The trial court denied Eckels and Davis's motion for summary judgment, overruled Eckels and Davis's objections to the extrinsic summary judgment evidence relied upon by Marcy and Welch in support of their motions for summary judgment, and granted summary judgment for Marcy and Welch. Eckels and Davis raise five issues on appeal challenging the trial court's summary judgment for Marcy and Welch and its denial of their motion for summary judgment.

III. Standard of Review

In a summary judgment case, the issue on appeal is whether the movant met his summary judgment burden by establishing that no genuine issue of material fact exists and that the movant is entitled to judgment as a matter of law. TEX.R. CIV. P. 166a(c); S.W. Elec. Power Co. v. Grant, 73 S.W.3d 211, 215 (Tex.2002); City of Houston v. Clear Creek Basin Auth., 589 S.W.2d 671, 678 (Tex.1979). Summary judgment is proper when parties do not dispute the relevant facts. Havlen v. McDougall, 22 S.W.3d 343, 345 (Tex.2000).

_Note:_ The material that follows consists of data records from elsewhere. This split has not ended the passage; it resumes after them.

//! JSONL reading operations.
//!
//! This module provides async, line-at-a-time reading of JSONL files with
//! line number tracking, plus a synchronous entry point for text that is
//! already in memory (for example content fetched over HTTP).

use crate::error::{Error, Result};
use crate::warning::{Warning, WarningCollector};
use serde::de::DeserializeOwned;
use std::io;
use std::path::Path;
use tokio::fs::File;
use tokio::io::{AsyncBufReadExt, AsyncRead, BufReader};
use tracing::warn;

/// Async reader for JSONL (JSON Lines) data.
///
/// `JsonlReader` wraps an async reader in a [`BufReader`] and tracks the
/// current line so dropped lines can be reported precisely.
///
/// # Examples
///
/// ```no_run
/// use beadboard_jsonl::{JsonlReader, WarningCollector};
/// use tokio::fs::File;
///
/// # async fn example() -> Result<(), Box<dyn std::error::Error>> {
/// let file = File::open("issues.jsonl").await?;
/// let mut reader = JsonlReader::new(file);
/// let warnings = WarningCollector::new();
/// let records: Vec<serde_json::Value> = reader.read_resilient(&warnings).await?;
/// # Ok(())
/// # }
/// ```
pub struct JsonlReader<R> {
    /// Buffered reader wrapping the underlying async reader.
    reader: BufReader<R>,
    /// Current line number (1-based, 0 before any lines are read).
    line_number: usize,
}

impl<R: AsyncRead + Unpin> JsonlReader<R> {
    /// Creates a new `JsonlReader` wrapping the given async reader.
    #[must_use]
    pub fn new(reader: R) -> Self {
        Self {
            reader: BufReader::new(reader),
            line_number: 0,
        }
    }

    /// Creates a new `JsonlReader` with a custom buffer capacity.
    #[must_use]
    pub fn with_capacity(reader: R, capacity: usize) -> Self {
        Self {
            reader: BufReader::with_capacity(capacity, reader),
            line_number: 0,
        }
    }

    /// Returns the current line number.
    ///
    /// Returns 0 before any lines have been read, otherwise the 1-based number
    /// of the last line read.
    #[must_use]
    pub fn line_number(&self) -> usize {
        self.line_number
    }

    /// Reads every remaining line, keeping the ones that deserialize as `T`.
    ///
    /// Blank (whitespace-only) lines are skipped silently. Every other line
    /// that fails to deserialize is logged, recorded in `warnings`, and
    /// dropped; reading continues with the next line.
    ///
    /// # Errors
    ///
    /// Returns [`Error::InvalidFormat`] if the input is not valid UTF-8 and
    /// [`Error::Io`] for any other read failure. Neither is a per-line
    /// condition, so the records read so far are discarded.
    pub async fn read_resilient<T: DeserializeOwned>(
        &mut self,
        warnings: &WarningCollector,
    ) -> Result<Vec<T>> {
        let mut records = Vec::new();
        let mut line = String::new();

        loop {
            line.clear();
            let read = match self.reader.read_line(&mut line).await {
                Ok(read) => read,
                Err(e) if e.kind() == io::ErrorKind::InvalidData => {
                    return Err(Error::InvalidFormat(format!(
                        "line {} is not valid UTF-8",
                        self.line_number + 1
                    )));
                }
                Err(e) => return Err(e.into()),
            };
            if read == 0 {
                break;
            }
            self.line_number += 1;

            if let Some(record) = parse_line(&line, self.line_number, warnings) {
                records.push(record);
            }
        }

        Ok(records)
    }

    /// Consumes the reader, returning the underlying buffered reader.
    #[must_use]
    pub fn into_inner(self) -> BufReader<R> {
        self.reader
    }
}

/// Parses one physical line. `None` means the line was blank or dropped.
fn parse_line<T: DeserializeOwned>(
    line: &str,
    line_number: usize,
    warnings: &WarningCollector,
) -> Option<T> {
    let trimmed = line.trim();
    if trimmed.is_empty() {
        return None;
    }

    match serde_json::from_str(trimmed) {
        Ok(record) => Some(record),
        Err(e) => {
            let warning = Warning::from_json_error(line_number, &e);
            warn!(line = line_number, kind = warning.kind(), error = %e, "Dropping JSONL line");
            warnings.add(warning);
            None
        }
    }
}

/// Reads a JSONL file, skipping lines that fail to parse.
///
/// Returns the parsed records together with a warning for every dropped line.
///
/// # Errors
///
/// Fails only if the file cannot be opened or read as UTF-8 text.
pub async fn read_jsonl_resilient<T: DeserializeOwned>(
    path: impl AsRef<Path>,
) -> Result<(Vec<T>, Vec<Warning>)> {
    let file = File::open(path.as_ref()).await?;
    let mut reader = JsonlReader::new(file);
    let warnings = WarningCollector::new();
    let records = reader.read_resilient(&warnings).await?;
    Ok((records, warnings.into_warnings()))
}

/// Parses JSONL text that is already in memory, skipping lines that fail to parse.
///
/// Applies exactly the same per-line rule as [`read_jsonl_resilient`].
#[must_use]
pub fn parse_jsonl_resilient<T: DeserializeOwned>(content: &str) -> (Vec<T>, Vec<Warning>) {
    let warnings = WarningCollector::new();
    let records = content
        .lines()
        .enumerate()
        .filter_map(|(index, line)| parse_line(line, index + 1, &warnings))
        .collect();
    (records, warnings.into_warnings())
}
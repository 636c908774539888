//! CLI argument structs.
//!
//! Source selection is shared by every command; each report command then
//! has its own argument struct.

use clap::{Args, Parser};
use std::path::PathBuf;

use super::types::IssueStatusArg;

/// Where repositories are loaded from. Exactly one loader runs per invocation.
#[derive(Args, Debug, Clone, Default, PartialEq, Eq)]
pub struct SourceArgs {
    /// Directory to scan for repositories (repeatable)
    ///
    /// Overrides `scan.roots` from the configuration file.
    #[arg(long = "root", value_name = "PATH", conflicts_with = "github")]
    pub roots: Vec<PathBuf>,

    /// How many directory levels below each root to search
    #[arg(long, value_name = "N", conflicts_with = "github")]
    pub max_depth: Option<usize>,

    /// Load from every GitHub repository visible to the token
    #[arg(long)]
    pub github: bool,

    /// GitHub access token
    #[arg(long, env = "GITHUB_TOKEN", hide_env_values = true)]
    pub token: Option<String>,
}

/// Arguments for the `repos` command
#[derive(Parser, Debug, Clone, Default)]
pub struct ReposArgs {}

/// Arguments for the `issues` command
#[derive(Parser, Debug, Clone, Default)]
pub struct IssuesArgs {
    /// Filter by status
    #[arg(short, long, value_enum)]
    pub status: Option<IssueStatusArg>,

    /// Filter by priority
    ///
    /// A value that does not start with an integer is ignored.
    #[arg(short, long)]
    pub priority: Option<String>,

    /// Filter by repository name
    #[arg(short, long)]
    pub repo: Option<String>,

    /// Only show issues that are ready to work on
    #[arg(long)]
    pub ready: bool,
}

/// Arguments for the `graph` command
#[derive(Parser, Debug, Clone, Default)]
pub struct GraphArgs {
    /// Graph a single repository (unknown names graph everything)
    #[arg(short, long)]
    pub repo: Option<String>,
}

/// Arguments for the `metrics` command
#[derive(Parser, Debug, Clone, Default)]
pub struct MetricsArgs {}
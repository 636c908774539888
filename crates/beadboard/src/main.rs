//! Beadboard CLI binary.

use anyhow::Result;
use beadboard::cli::Cli;
use tracing_subscriber::EnvFilter;

/// Main entry point for the beadboard CLI.
///
/// The remote loader probes repositories concurrently on a single thread,
/// so the current-thread runtime is enough.
#[tokio::main(flavor = "current_thread")]
async fn main() -> Result<()> {
    // Logs go to stderr so `--json` output on stdout stays parseable.
    // Example: RUST_LOG=beadboard=debug,beadboard_jsonl=trace beadboard --root ~/code repos
    tracing_subscriber::fmt()
        .with_env_filter(
            EnvFilter::try_from_default_env()
                .unwrap_or_else(|_| EnvFilter::new("beadboard=info,beadboard_jsonl=info")),
        )
        .with_target(false)
        .with_writer(std::io::stderr)
        .init();

    tracing::debug!("Starting beadboard CLI");

    let cli = Cli::parse_args();
    cli.execute().await?;

    tracing::debug!("Beadboard CLI completed successfully");
    Ok(())
}
//! Resilient JSON Lines parsing.
//!
//! Issue exports are written one JSON object per line. A single corrupt line
//! must not cost the rest of the file, so every reader in this crate parses
//! lines independently and reports the ones it drops as [`Warning`]s instead
//! of failing.
//!
//! ```
//! use beadboard_jsonl::parse_jsonl_resilient;
//! use serde::Deserialize;
//!
//! #[derive(Deserialize)]
//! struct Record {
//!     id: u32,
//! }
//!
//! let (records, warnings) = parse_jsonl_resilient::<Record>("{\"id\":1}\nnot json\n\n{\"id\":2}\n");
//! assert_eq!(records.len(), 2);
//! assert_eq!(warnings.len(), 1);
//! assert_eq!(warnings[0].line_number(), 2);
//! ```

#![forbid(unsafe_code)]
#![warn(missing_docs)]

pub mod error;
pub mod reader;
pub mod warning;

pub use error::{Error, Result};
pub use reader::{JsonlReader, parse_jsonl_resilient, read_jsonl_resilient};
pub use warning::{Warning, WarningCollector};
//! Beadboard - issue dashboards across many repositories.
//!
//! Repositories that track work with beads keep an export of their issues in
//! `.beads/issues.jsonl`. This crate finds those exports, either by scanning
//! local directory trees or by asking the GitHub API, and aggregates them
//! into a single [`domain::MultiRepoData`]. The analysis modules then answer
//! the usual questions over the aggregate: which issues are ready, how they
//! depend on each other, and how the work is distributed.
//!
//! ```no_run
//! use beadboard::source::RepositorySource;
//! use beadboard::source::filesystem::FilesystemSource;
//! use beadboard::views::MetricsView;
//!
//! # async fn run() -> beadboard::error::Result<()> {
//! let report = FilesystemSource::new(["/home/me/code"]).load().await?;
//! let metrics = MetricsView::new(&report.data);
//! println!("{} ready issues", metrics.overall.ready_count);
//! # Ok(())
//! # }
//! ```

#![forbid(unsafe_code)]

// Public modules for library usage
pub mod aggregate;
pub mod config;
pub mod domain;
pub mod error;
pub mod graph;
pub mod metrics;
pub mod readiness;
pub mod source;
pub mod views;

// Public CLI module (needed by binary)
pub mod app;
pub mod cli;
pub mod output;
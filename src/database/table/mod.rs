pub mod config;
pub mod credit;
pub mod daily_quote;
pub mod financial_statement;
pub mod indicator;
pub mod institutional;
pub mod news;
pub mod stock;
pub mod ticket;
pub mod valuation;
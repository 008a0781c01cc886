use anyhow::{Context, Result};
use chrono::NaiveDate;
use sqlx::postgres::PgQueryResult;

use crate::database;

/// 系統設定表 `config` 的資料列，記錄最後收盤日等鍵值。
#[derive(sqlx::FromRow, Default, Debug)]
pub struct Config {
    pub key: String,
    pub val: String,
}

impl Config {
    pub fn new(key: String, val: String) -> Self {
        Config { key, val }
    }

    /// 取得一筆指定 key 的 Entity
    pub async fn first(key: &str) -> Result<Config> {
        let sql = r#"
SELECT key, val
FROM config
WHERE key = $1;
"#;
        sqlx::query_as::<_, Config>(sql)
            .bind(key)
            .fetch_one(database::get_connection())
            .await
            .context(format!("Failed to Config::first({:?}) from database", key))
    }

    /// 新增或更新 `config` 的鍵值。
    ///
    /// # Errors
    /// 當 SQL 執行失敗時回傳錯誤。
    pub async fn upsert(&self) -> Result<PgQueryResult> {
        let sql = r#"
INSERT INTO config
    (key, val)
VALUES
    ($1, $2)
ON CONFLICT (key)
DO UPDATE SET val = excluded.val;"#;
        sqlx::query(sql)
            .bind(&self.key)
            .bind(&self.val)
            .execute(database::get_connection())
            .await
            .context(format!(
                "Failed to Config::upsert({:#?}) from database",
                self
            ))
    }

    /// 將 `val` 視為日期（`%Y-%m-%d`）並僅在新值較大時更新。
    ///
    /// 若資料庫已有同 `key` 設定且日期較新或相同，會回傳空的 `PgQueryResult` 表示略過更新。
    ///
    /// # Errors
    /// 當日期解析或 SQL 執行失敗時回傳錯誤。
    pub async fn set_val_as_naive_date(&self) -> Result<PgQueryResult> {
        let new_date = NaiveDate::parse_from_str(&self.val, "%Y-%m-%d")?;
        if let Ok(c) = Config::first(&self.key).await {
            let current_date = NaiveDate::parse_from_str(&c.val, "%Y-%m-%d")?;
            if new_date <= current_date {
                return Ok(PgQueryResult::default());
            }
        }

        self.upsert().await
    }
}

When both parties move for summary judgment and the trial court grants one motion and denies the other, the reviewing court should review both parties' summary judgment evidence and determine all questions presented. Dow Chem. Co. v. Bright, 89 S.W.3d 602, 605 (Tex. 2002). The reviewing court should render the judgment that the trial court should have rendered. Id. When a trial court's order granting summary judgment does not specify the ground or grounds relied on for its ruling, summary judgment will be affirmed on appeal if any of the theories advanced are meritorious. Star-Telegram, Inc. v. Doe, 915 S.W.2d 471, 473 (Tex.1995); Harwell v. State Farm Mut. Auto. Ins. Co., 896 S.W.2d 170, 173 (Tex. 1995).

IV. Ambiguity of Living Trust

In their first, second, and fourth issues, Eckels and Davis complain that the trial court erred by impliedly determining that the Trust Amendment was ambiguous, by considering extrinsic evidence of Settlor's intent, and by overruling their objections to Marcy and Welch's summary judgment evidence. We address these issues in turn.

A. Rules of Construction for Determining Ambiguity

Eckels and Davis do not dispute that the assets from Settlor's Individual Account 1717 were, in fact, transferred to account 2095 following the Trust's creation. Rather, their contention is that the rules of construction, when correctly applied, show the clear intent of Settlor that account 2095 pass under Settlor's will in equal thirds to...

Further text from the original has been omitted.